WHAT IS REQUIRED >> Give back the entire listing exactly as it was provided.

DATASET ENTRIES >>
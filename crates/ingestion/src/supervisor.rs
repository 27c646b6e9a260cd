//! Ingestion supervisor
//!
//! Starts one online loop per stream, or the single offline merge, on a `JoinSet` and
//! collects their outcomes into a report.

use std::collections::{BTreeMap, HashMap};
use std::fmt;
use std::sync::Arc;
use std::time::Duration;

use contracts::{IngestionMode, LidarSource, MappingEngine, MovementSensorSource};
use observability::MetricsSummary;
use tokio::task::{Id, JoinSet};
use tokio::time::Instant;
use tokio_util::sync::CancellationToken;
use tracing::{error, info};

use crate::config::IngestionConfig;
use crate::error::{IngestionError, Result};
use crate::metrics::IngestionMetrics;
use crate::offline::OfflineMergeEngine;
use crate::online::{run_lidar_loop, run_movement_loop, LoopOutcome};
use crate::rate::RateController;

/// Task name of the offline merge
pub const OFFLINE_TASK: &str = "offline_merge";

/// Result of a finished run
#[derive(Debug, Clone)]
pub struct IngestionReport {
    pub mode: IngestionMode,

    /// Outcome per task: the sensor name online, [`OFFLINE_TASK`] offline
    pub outcomes: BTreeMap<String, LoopOutcome>,

    pub metrics: MetricsSummary,
    pub elapsed: Duration,
}

impl IngestionReport {
    /// True if every task ran its data out rather than being cancelled
    pub fn is_complete(&self) -> bool {
        self.outcomes
            .values()
            .all(|outcome| *outcome == LoopOutcome::JobDone)
    }
}

impl fmt::Display for IngestionReport {
    fn fmt(&self, f: &mut fmt::Formatter<'_>) -> fmt::Result {
        writeln!(f, "=== Ingestion Report ===")?;
        writeln!(f, "Mode: {:?}", self.mode)?;
        writeln!(f, "Elapsed: {:.3}s", self.elapsed.as_secs_f64())?;
        for (task, outcome) in &self.outcomes {
            writeln!(f, "  {task}: {outcome:?}")?;
        }
        write!(f, "{}", self.metrics)
    }
}

/// Owns the running ingestion tasks
pub struct IngestionSupervisor {
    mode: IngestionMode,
    tasks: JoinSet<LoopOutcome>,
    names: HashMap<Id, String>,
    metrics: Arc<IngestionMetrics>,
    token: CancellationToken,
    started: Instant,
}

impl IngestionSupervisor {
    /// Validate the config and spawn its tasks
    ///
    /// Must be called from within a Tokio runtime.
    pub fn start<E, L, M>(
        config: IngestionConfig<E, L, M>,
        token: CancellationToken,
    ) -> Result<Self>
    where
        E: MappingEngine + Send + Sync + 'static,
        L: LidarSource + Send + 'static,
        M: MovementSensorSource + Send + 'static,
    {
        config.validate()?;
        let settings = config.settings();
        let IngestionConfig {
            engine,
            mode,
            lidar,
            movement,
            ..
        } = config;

        let metrics = Arc::new(IngestionMetrics::new());
        let mut tasks = JoinSet::new();
        let mut names = HashMap::new();

        match mode {
            IngestionMode::Online => {
                let name = lidar.source.name().to_string();
                let rate =
                    RateController::from_frequency(lidar.data_frequency_hz.unwrap_or_default());
                let (task_engine, task_metrics, task_token) =
                    (engine.clone(), metrics.clone(), token.clone());
                let mut source = lidar.source;
                let handle = tasks.spawn(async move {
                    run_lidar_loop(
                        &*task_engine,
                        &mut source,
                        rate,
                        &settings,
                        &task_metrics,
                        &task_token,
                    )
                    .await
                });
                names.insert(handle.id(), name);

                if let Some(movement) = movement {
                    let name = movement.source.name().to_string();
                    let rate = RateController::from_frequency(
                        movement.data_frequency_hz.unwrap_or_default(),
                    );
                    let (task_engine, task_metrics, task_token) =
                        (engine.clone(), metrics.clone(), token.clone());
                    let mut source = movement.source;
                    let handle = tasks.spawn(async move {
                        run_movement_loop(
                            &*task_engine,
                            &mut source,
                            rate,
                            &settings,
                            &task_metrics,
                            &task_token,
                        )
                        .await
                    });
                    names.insert(handle.id(), name);
                }
            }
            IngestionMode::Offline => {
                let (task_metrics, task_token) = (metrics.clone(), token.clone());
                let handle = tasks.spawn(async move {
                    let mut lidar = lidar.source;
                    let mut movement = movement.map(|stream| stream.source);
                    OfflineMergeEngine::new(&*engine, settings, &task_metrics, &task_token)
                        .run(&mut lidar, movement.as_mut())
                        .await
                });
                names.insert(handle.id(), OFFLINE_TASK.to_string());
            }
        }

        info!(?mode, tasks = tasks.len(), "ingestion started");
        observability::record_active_tasks(tasks.len());

        Ok(Self {
            mode,
            tasks,
            names,
            metrics,
            token,
            started: Instant::now(),
        })
    }

    /// Live metrics of the run
    pub fn metrics(&self) -> Arc<IngestionMetrics> {
        Arc::clone(&self.metrics)
    }

    /// Ask every task to stop
    pub fn cancel(&self) {
        self.token.cancel();
    }

    /// Wait for every task to finish
    ///
    /// # Errors
    /// [`IngestionError::TaskFailed`] if a task panicked; the remaining tasks are
    /// cancelled first.
    pub async fn wait(mut self) -> Result<IngestionReport> {
        let mut outcomes = BTreeMap::new();

        while let Some(joined) = self.tasks.join_next_with_id().await {
            match joined {
                Ok((id, outcome)) => {
                    let name = self.names.remove(&id).unwrap_or_default();
                    info!(task = %name, ?outcome, "ingestion task finished");
                    outcomes.insert(name, outcome);
                }
                Err(e) => {
                    let name = self.names.remove(&e.id()).unwrap_or_default();
                    error!(task = %name, error = %e, "ingestion task failed, cancelling the run");
                    self.token.cancel();
                    self.tasks.shutdown().await;
                    observability::record_active_tasks(0);
                    return Err(IngestionError::task_failed(name, e.to_string()));
                }
            }
            observability::record_active_tasks(self.tasks.len());
        }

        let report = IngestionReport {
            mode: self.mode,
            outcomes,
            metrics: self.metrics.summary(),
            elapsed: self.started.elapsed(),
        };
        info!(
            complete = report.is_complete(),
            elapsed = ?report.elapsed,
            accepted = report.metrics.total_accepted,
            "ingestion finished"
        );
        Ok(report)
    }
}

RESPONSE TO THIS TASK >>
filename crates/ingestion/src/supervisor.rs
repository 27c646b6e9a260cd
//! Ingestion supervisor
//!
//! Starts one online loop per stream, or the single offline merge, on a `JoinSet` and
//! collects their outcomes into a report.

use std::collections::{BTreeMap, HashMap};
use std::fmt;
use std::sync::Arc;
use std::time::Duration;

use contracts::{IngestionMode, LidarSource, MappingEngine, MovementSensorSource};
use observability::MetricsSummary;
use tokio::task::{Id, JoinSet};
use tokio::time::Instant;
use tokio_util::sync::CancellationToken;
use tracing::{error, info};

use crate::config::IngestionConfig;
use crate::error::{IngestionError, Result};
use crate::metrics::IngestionMetrics;
use crate::offline::OfflineMergeEngine;
use crate::online::{run_lidar_loop, run_movement_loop, LoopOutcome};
use crate::rate::RateController;

/// Task name of the offline merge
pub const OFFLINE_TASK: &str = "offline_merge";

/// Result of a finished run
#[derive(Debug, Clone)]
pub struct IngestionReport {
    pub mode: IngestionMode,

    /// Outcome per task: the sensor name online, [`OFFLINE_TASK`] offline
    pub outcomes: BTreeMap<String, LoopOutcome>,

    pub metrics: MetricsSummary,
    pub elapsed: Duration,
}

impl IngestionReport {
    /// True if every task ran its data out rather than being cancelled
    pub fn is_complete(&self) -> bool {
        self.outcomes
            .values()
            .all(|outcome| *outcome == LoopOutcome::JobDone)
    }
}

impl fmt::Display for IngestionReport {
    fn fmt(&self, f: &mut fmt::Formatter<'_>) -> fmt::Result {
        writeln!(f, "=== Ingestion Report ===")?;
        writeln!(f, "Mode: {:?}", self.mode)?;
        writeln!(f, "Elapsed: {:.3}s", self.elapsed.as_secs_f64())?;
        for (task, outcome) in &self.outcomes {
            writeln!(f, "  {task}: {outcome:?}")?;
        }
        write!(f, "{}", self.metrics)
    }
}

/// Owns the running ingestion tasks
pub struct IngestionSupervisor {
    mode: IngestionMode,
    tasks: JoinSet<LoopOutcome>,
    names: HashMap<Id, String>,
    metrics: Arc<IngestionMetrics>,
    token: CancellationToken,
    started: Instant,
}

impl IngestionSupervisor {
    /// Validate the config and spawn its tasks
    ///
    /// Must be called from within a Tokio runtime.
    pub fn start<E, L, M>(
        config: IngestionConfig<E, L, M>,
        token: CancellationToken,
    ) -> Result<Self>
    where
        E: MappingEngine + Send + Sync + 'static,
        L: LidarSource + Send + 'static,
        M: MovementSensorSource + Send + 'static,
    {
        config.validate()?;
        let settings = config.settings();
        let IngestionConfig {
            engine,
            mode,
            lidar,
            movement,
            ..
        } = config;

        let metrics = Arc::new(IngestionMetrics::new());
        let mut tasks = JoinSet::new();
        let mut names = HashMap::new();

        match mode {
            IngestionMode::Online => {
                let name = lidar.source.name().to_string();
                let rate =
                    RateController::from_frequency(lidar.data_frequency_hz.unwrap_or_default());
                let (task_engine, task_metrics, task_token) =
                    (engine.clone(), metrics.clone(), token.clone());
                let mut source = lidar.source;
                let handle = tasks.spawn(async move {
                    run_lidar_loop(
                        &*task_engine,
                        &mut source,
                        rate,
                        &settings,
                        &task_metrics,
                        &task_token,
                    )
                    .await
                });
                names.insert(handle.id(), name);

                if let Some(movement) = movement {
                    let name = movement.source.name().to_string();
                    let rate = RateController::from_frequency(
                        movement.data_frequency_hz.unwrap_or_default(),
                    );
                    let (task_engine, task_metrics, task_token) =
                        (engine.clone(), metrics.clone(), token.clone());
                    let mut source = movement.source;
                    let handle = tasks.spawn(async move {
                        run_movement_loop(
                            &*task_engine,
                            &mut source,
                            rate,
                            &settings,
                            &task_metrics,
                            &task_token,
                        )
                        .await
                    });
                    names.insert(handle.id(), name);
                }
            }
            IngestionMode::Offline => {
                let (task_metrics, task_token) = (metrics.clone(), token.clone());
                let handle = tasks.spawn(async move {
                    let mut lidar = lidar.source;
                    let mut movement = movement.map(|stream| stream.source);
                    OfflineMergeEngine::new(&*engine, settings, &task_metrics, &task_token)
                        .run(&mut lidar, movement.as_mut())
                        .await
                });
                names.insert(handle.id(), OFFLINE_TASK.to_string());
            }
        }

        info!(?mode, tasks = tasks.len(), "ingestion started");
        observability::record_active_tasks(tasks.len());

        Ok(Self {
            mode,
            tasks,
            names,
            metrics,
            token,
            started: Instant::now(),
        })
    }

    /// Live metrics of the run
    pub fn metrics(&self) -> Arc<IngestionMetrics> {
        Arc::clone(&self.metrics)
    }

    /// Ask every task to stop
    pub fn cancel(&self) {
        self.token.cancel();
    }

    /// Wait for every task to finish
    ///
    /// # Errors
    /// [`IngestionError::TaskFailed`] if a task panicked; the remaining tasks are
    /// cancelled first.
    pub async fn wait(mut self) -> Result<IngestionReport> {
        let mut outcomes = BTreeMap::new();

        while let Some(joined) = self.tasks.join_next_with_id().await {
            match joined {
                Ok((id, outcome)) => {
                    let name = self.names.remove(&id).unwrap_or_default();
                    info!(task = %name, ?outcome, "ingestion task finished");
                    outcomes.insert(name, outcome);
                }
                Err(e) => {
                    let name = self.names.remove(&e.id()).unwrap_or_default();
                    error!(task = %name, error = %e, "ingestion task failed, cancelling the run");
                    self.token.cancel();
                    self.tasks.shutdown().await;
                    observability::record_active_tasks(0);
                    return Err(IngestionError::task_failed(name, e.to_string()));
                }
            }
            observability::record_active_tasks(self.tasks.len());
        }

        let report = IngestionReport {
            mode: self.mode,
            outcomes,
            metrics: self.metrics.summary(),
            elapsed: self.started.elapsed(),
        };
        info!(
            complete = report.is_complete(),
            elapsed = ?report.elapsed,
            accepted = report.metrics.total_accepted,
            "ingestion finished"
        );
        Ok(report)
    }
}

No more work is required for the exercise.